■ **Problem description**
Through the end of the data below, output every line exactly, beginning with the line that contains "pub mod population;".

■ **Entries taken from a collection**
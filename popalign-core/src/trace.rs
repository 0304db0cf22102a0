//! Tracing setup.
//!
//! The engine emits structured records through `tracing` but never installs
//! a subscriber itself; embedders either install their own or call `init`.

/// Install an env-filtered fmt subscriber. Safe to call more than once;
/// subsequent calls are no-ops if a global subscriber is already set.
///
/// Filter defaults to `info` when `RUST_LOG` is unset.
pub fn init() {
    let filter = tracing_subscriber::EnvFilter::try_from_default_env()
        .unwrap_or_else(|_| tracing_subscriber::EnvFilter::new("info"));
    let _ = tracing_subscriber::fmt().with_env_filter(filter).try_init();
}
//! Numeric failures inside the scaling loop.

use super::error_code::{self, AlignErrorCode};

/// Errors raised when the fixed-point scheme hits a degenerate or
/// non-finite state. All of these abort the loop before any write-back.
#[derive(Debug, thiserror::Error)]
pub enum NumericError {
    /// The mass accumulated over all agents for one outcome collapsed to
    /// zero, leaving the column scaling coefficient undefined.
    #[error("Probability sum over agents collapsed to zero for outcome {choice}")]
    ZeroColumnSum { choice: usize },

    /// One agent's mass over all outcomes collapsed to zero, leaving the
    /// row scaling coefficient undefined.
    #[error("Probability sum over outcomes collapsed to zero for agent {agent}")]
    ZeroRowSum { agent: usize },

    /// A scalar that must be finite came out NaN or infinite.
    #[error("{name} is not finite: {value}")]
    NonFiniteValue { name: &'static str, value: f64 },

    /// A matrix entry turned NaN or infinite between iterations.
    #[error("Probability of agent {agent} for outcome {choice} is not finite: {value}")]
    NonFiniteEntry {
        agent: usize,
        choice: usize,
        value: f64,
    },
}

impl AlignErrorCode for NumericError {
    fn error_code(&self) -> &'static str {
        error_code::NUMERIC_ERROR
    }
}
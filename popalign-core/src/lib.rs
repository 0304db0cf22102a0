//! popalign-core: shared foundation for the popalign alignment engine
//!
//! This crate provides the non-algorithmic components shared across the
//! workspace:
//! - Errors: one enum per subsystem, aggregated into `AlignError`
//! - Config: layered run configuration (overrides > env > file > defaults)
//! - Traits: the collaborator contract an agent model implements
//! - Trace: opt-in tracing subscriber setup

pub mod config;
pub mod errors;
pub mod trace;
pub mod traits;

// Re-exports for convenience
pub use config::{AlignConfig, AlignOverrides};
pub use errors::{
    AlignError, AlignErrorCode, ConfigError, ExtractionError, NumericError, ValidationError,
};
pub use traits::AlignmentClosure;
//! popalign-engine: discrete multinomial probability alignment
//!
//! Given a population of agents, each holding a probability vector over a
//! fixed set of mutually exclusive outcomes, the engine rescales every
//! agent's vector so that the population-wide (optionally weighted) sum per
//! outcome matches an externally supplied target share, while every agent's
//! vector remains a valid distribution (or weighted mass). The scheme is an
//! alternating column/row rescaling fixed point minimizing relative entropy
//! against the unaligned distribution (logit scaling).
//!
//! Pipeline: validation → population extraction → scaling loop → write-back.
//! All state is call-scoped; the engine holds nothing between calls.
//!
//! Reference: Peter Stephensen, A General Method for Alignment in
//! Microsimulation models, International Journal of Microsimulation (2016)
//! 9(3) 89-102.

pub mod engine;
pub mod kernel;
pub mod population;
pub mod scaling;
pub mod validation;
pub mod writeback;

// Re-exports for convenience
pub use engine::Aligner;
pub use population::{Population, ProbabilityMatrix, Weighting};
pub use scaling::{AlignmentReport, NonConvergenceWarning};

■ **Answer space**
pub mod population;
pub mod scaling;
pub mod validation;
pub mod writeback;

// Re-exports for convenience
pub use engine::Aligner;
pub use population::{Population, ProbabilityMatrix, Weighting};
pub use scaling::{AlignmentReport, NonConvergenceWarning};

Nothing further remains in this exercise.